Remembering Kent Yeager
January 17, 2014
Standing up here does bring back a ton of memories.
It is from this very spot that I did some of my first public speaking by reading scripture. This is also the same vantage point Pastor Stoffregen could look up into the balcony most Sunday’s and see two squirrelly little boys being contained by their fathers. Mr. John Bergman, that’s just a hypothetical story. Maybe.
This is also the same church where Kent spent many days of his life from baptism to confirmation and would continue to deacon and church council.
That’s one side of Kent Yeager. But let’s get to the chase here and why so many of you are here.
Who had Kent drop in to your house unannounced? Put your hand up please… keep it up here… now how many of you received a phone call ahead of time?
This is the point in the program when we could go deep with fishing stories. He cast a wide net in getting people into the boat. He hooked you on the sport and the social side of it.
But really, I think Dad enjoyed the telling of the fish tale the most.
Or any story for that matter. Dad could really spin a yarn. He did great character development and you felt like you were there. Oftentimes, the finish was the challenge. He’d crack himself up so much – and laugh his way through the punchline.
I’d feel like I did a good job telling a story when I could get him to laugh. I remember one night I was speaking to the Jesup Lions Club on Farmer Appreciation Night. I ran a couple of jokes by him before hand to see if they were too inside baseball for the room or just a bit too sharp against someone. He laughed, but thought I should go a little softer on the guys there.
After we were done with the formal event and were gathered in the lounge area, I told my original jokes and he howled — along with everyone else. I am so thankful for that night as the Weber’s and Breuer’s sure enjoyed those jokes that are not fit for broadcast.
He had good instincts on who he could have fun with.
Take the farmer wave for instance. You know the one. He’d have an out-of-state passenger in the truck who would be amazed at how many people Kent knew. So, Dad, sensing an opportunity, would say as the next truck on the road approached, “hey there’s Tommy” and wave. The driver of the other vehicle would wave back. He’d do it again and again until the passenger figured out he’d been had.
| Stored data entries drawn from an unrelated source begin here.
//! Domain models for the RipMarket backend.
//!
//! This module contains the core entities of the auction marketplace:
//! auctions, bids, RipLimit accounts and their ledger, and the category
//! graph.

pub mod auction;
pub mod balance;
pub mod bid;
pub mod category;

// Re-export all models for convenient access
pub use auction::{Auction, AuctionStatus};
pub use balance::{LedgerEntry, LedgerEntryType, RipLimitAccount, RipLimitStats};
pub use bid::Bid;
pub use category::Category;
//! Repository for per-user auction watchlists

use std::collections::{HashMap, HashSet};
use tokio::sync::RwLock;
use uuid::Uuid;

pub struct WatchlistRepository {
    by_user: RwLock<HashMap<Uuid, HashSet<Uuid>>>,
}

impl Default for WatchlistRepository {
    fn default() -> Self {
        Self::new()
    }
}

impl WatchlistRepository {
    pub fn new() -> Self {
        Self {
            by_user: RwLock::new(HashMap::new()),
        }
    }

    /// Toggle an auction on the user's watchlist; returns whether the user
    /// is watching after the call
    pub async fn toggle(&self, user_id: Uuid, auction_id: Uuid) -> bool {
        let mut map = self.by_user.write().await;
        let set = map.entry(user_id).or_default();
        if set.remove(&auction_id) {
            false
        } else {
            set.insert(auction_id);
            true
        }
    }

    pub async fn is_watching(&self, user_id: Uuid, auction_id: Uuid) -> bool {
        self.by_user
            .read()
            .await
            .get(&user_id)
            .map(|set| set.contains(&auction_id))
            .unwrap_or(false)
    }

    pub async fn watched_by(&self, user_id: Uuid) -> Vec<Uuid> {
        self.by_user
            .read()
            .await
            .get(&user_id)
            .map(|set| set.iter().copied().collect())
            .unwrap_or_default()
    }

    /// Drop an auction from every watchlist (auction deleted)
    pub async fn remove_auction(&self, auction_id: Uuid) {
        let mut map = self.by_user.write().await;
        for set in map.values_mut() {
            set.remove(&auction_id);
        }
    }
}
The other night mom and my sisters sat and read through Dad’s old diaries. We enjoyed his attention to detail about bank discussions, children’s progresses, fishing adventures and meetings he attended.
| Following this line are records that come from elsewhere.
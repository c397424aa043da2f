//! Handlers for the `/categories` endpoint group

use crate::api::envelope::{ApiResponse, HandlerResult};
use crate::auth::Actor;
use crate::models::Category;
use crate::AppState;
use axum::extract::{Path, State};
use axum::Json;
use serde::{Deserialize, Serialize};
use uuid::Uuid;

/// Body for POST /categories
#[derive(Debug, Serialize, Deserialize)]
#[serde(rename_all = "camelCase")]
pub struct CreateCategoryBody {
    pub slug: String,
    pub name: String,
}

/// POST /categories
pub async fn create(
    State(state): State<AppState>,
    actor: Actor,
    Json(body): Json<CreateCategoryBody>,
) -> HandlerResult<Category> {
    let category = state
        .category_service
        .create(actor, body.slug, body.name)
        .await?;
    Ok(ApiResponse::ok(category))
}

/// GET /categories/{slug}
pub async fn get(
    State(state): State<AppState>,
    Path(slug): Path<String>,
) -> HandlerResult<Category> {
    let category = state.category_service.get(&slug).await?;
    Ok(ApiResponse::ok(category))
}

/// Body for the parent edge mutations
#[derive(Debug, Serialize, Deserialize)]
#[serde(rename_all = "camelCase")]
pub struct ParentBody {
    pub parent_id: Uuid,
}

/// POST /categories/{slug}/add-parent
pub async fn add_parent(
    State(state): State<AppState>,
    actor: Actor,
    Path(slug): Path<String>,
    Json(body): Json<ParentBody>,
) -> HandlerResult<Category> {
    let category = state
        .category_service
        .add_parent(actor, &slug, body.parent_id)
        .await?;
    Ok(ApiResponse::ok(category))
}

/// POST /categories/{slug}/remove-parent
pub async fn remove_parent(
    State(state): State<AppState>,
    actor: Actor,
    Path(slug): Path<String>,
    Json(body): Json<ParentBody>,
) -> HandlerResult<Category> {
    let category = state
        .category_service
        .remove_parent(actor, &slug, body.parent_id)
        .await?;
    Ok(ApiResponse::ok(category))
}

/// GET /categories/{slug}/parents
pub async fn parents(
    State(state): State<AppState>,
    Path(slug): Path<String>,
) -> HandlerResult<Vec<Category>> {
    let parents = state.category_service.parents(&slug).await?;
    Ok(ApiResponse::ok(parents))
}

/// GET /categories/{slug}/children
pub async fn children(
    State(state): State<AppState>,
    Path(slug): Path<String>,
) -> HandlerResult<Vec<Category>> {
    let children = state.category_service.children(&slug).await?;
    Ok(ApiResponse::ok(children))
}

/// GET /categories/{slug}/hierarchy
pub async fn hierarchy(
    State(state): State<AppState>,
    Path(slug): Path<String>,
) -> HandlerResult<Vec<Category>> {
    let ancestors = state.category_service.hierarchy(&slug).await?;
    Ok(ApiResponse::ok(ancestors))
}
He was very matter of fact for a long time. We’d see very little emotion other than an outburst over escaped cows, trampled fence or lack of rain.
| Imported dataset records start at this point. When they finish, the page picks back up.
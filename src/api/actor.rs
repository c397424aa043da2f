//! Actor extraction from request headers.
//!
//! The real deployment fronts this service with session middleware; the
//! reference server reads the already-resolved identity from
//! `x-user-id` / `x-user-role` headers.

use crate::api::envelope::ApiError;
use crate::auth::{Actor, Role};
use crate::error::AppError;
use axum::async_trait;
use axum::extract::FromRequestParts;
use axum::http::request::Parts;
use uuid::Uuid;

#[async_trait]
impl<S> FromRequestParts<S> for Actor
where
    S: Send + Sync,
{
    type Rejection = ApiError;

    async fn from_request_parts(parts: &mut Parts, _state: &S) -> Result<Self, Self::Rejection> {
        let user_id = parts
            .headers
            .get("x-user-id")
            .and_then(|v| v.to_str().ok())
            .ok_or_else(|| ApiError(AppError::Forbidden("missing x-user-id header".into())))?;
        let user_id = Uuid::parse_str(user_id)
            .map_err(|_| ApiError(AppError::Forbidden("invalid x-user-id header".into())))?;

        let role = parts
            .headers
            .get("x-user-role")
            .and_then(|v| v.to_str().ok())
            .and_then(Role::from_str)
            .unwrap_or(Role::User);

        Ok(Actor::new(user_id, role))
    }
}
But lately he’d shown the ability to be more emotional over a family memory of his father, or the days of going to sale barn to bid on cattle with Pop, his grandfather. Dad sure did love the cattle business.
Or even a holiday that was just right because we would all be together. We’d laugh and be loud, imagine that. We would also play board games, except for Kent, who didn’t want to actually play the game, just offer “assistance” by shouting out random answers. Sometimes he was correct, other times he was wrong. But we never knew if we should believe him or not because the answers typically sounded like they could be correct. And then he would walk away from the game satisfied that he had us all completely confused and annoyed. By the way, his best game was Balderdash, the competition to make you answers sound believable enough to fool others.
We’d sing Christmas songs, including one he was very insistent on this year, “Grandma Got Run Over By a Reindeer.”
That just happened a few weeks ago. We’ll always have that time in our hearts.
I’m really sad because today marks the last organized story time with the focus on Kent. Many of you have told stories about Dad that we didn’t know. And one big thing we’ve learned is how much he was a part of so many lives in an impactful way. He was friends to so many people. Mark Zuckerberg at Facebook was afraid if Kent ever joined the social network, he’d overwhelm the system.
In a way, I’m glad this happened when it did. So many of his friends were able to be here and got to memorialize him.
His grandfather Pop had said, it’s no fun being the last leaf on the tree. Kent didn’t want to be the remaining leaf.
Dad was always one of the last ones to leave church. How ironic today he’ll be the first one out the door.
He was tired, he was worn, he was weak.
And now he’s on a great big beautiful river. And the fish are bitin’.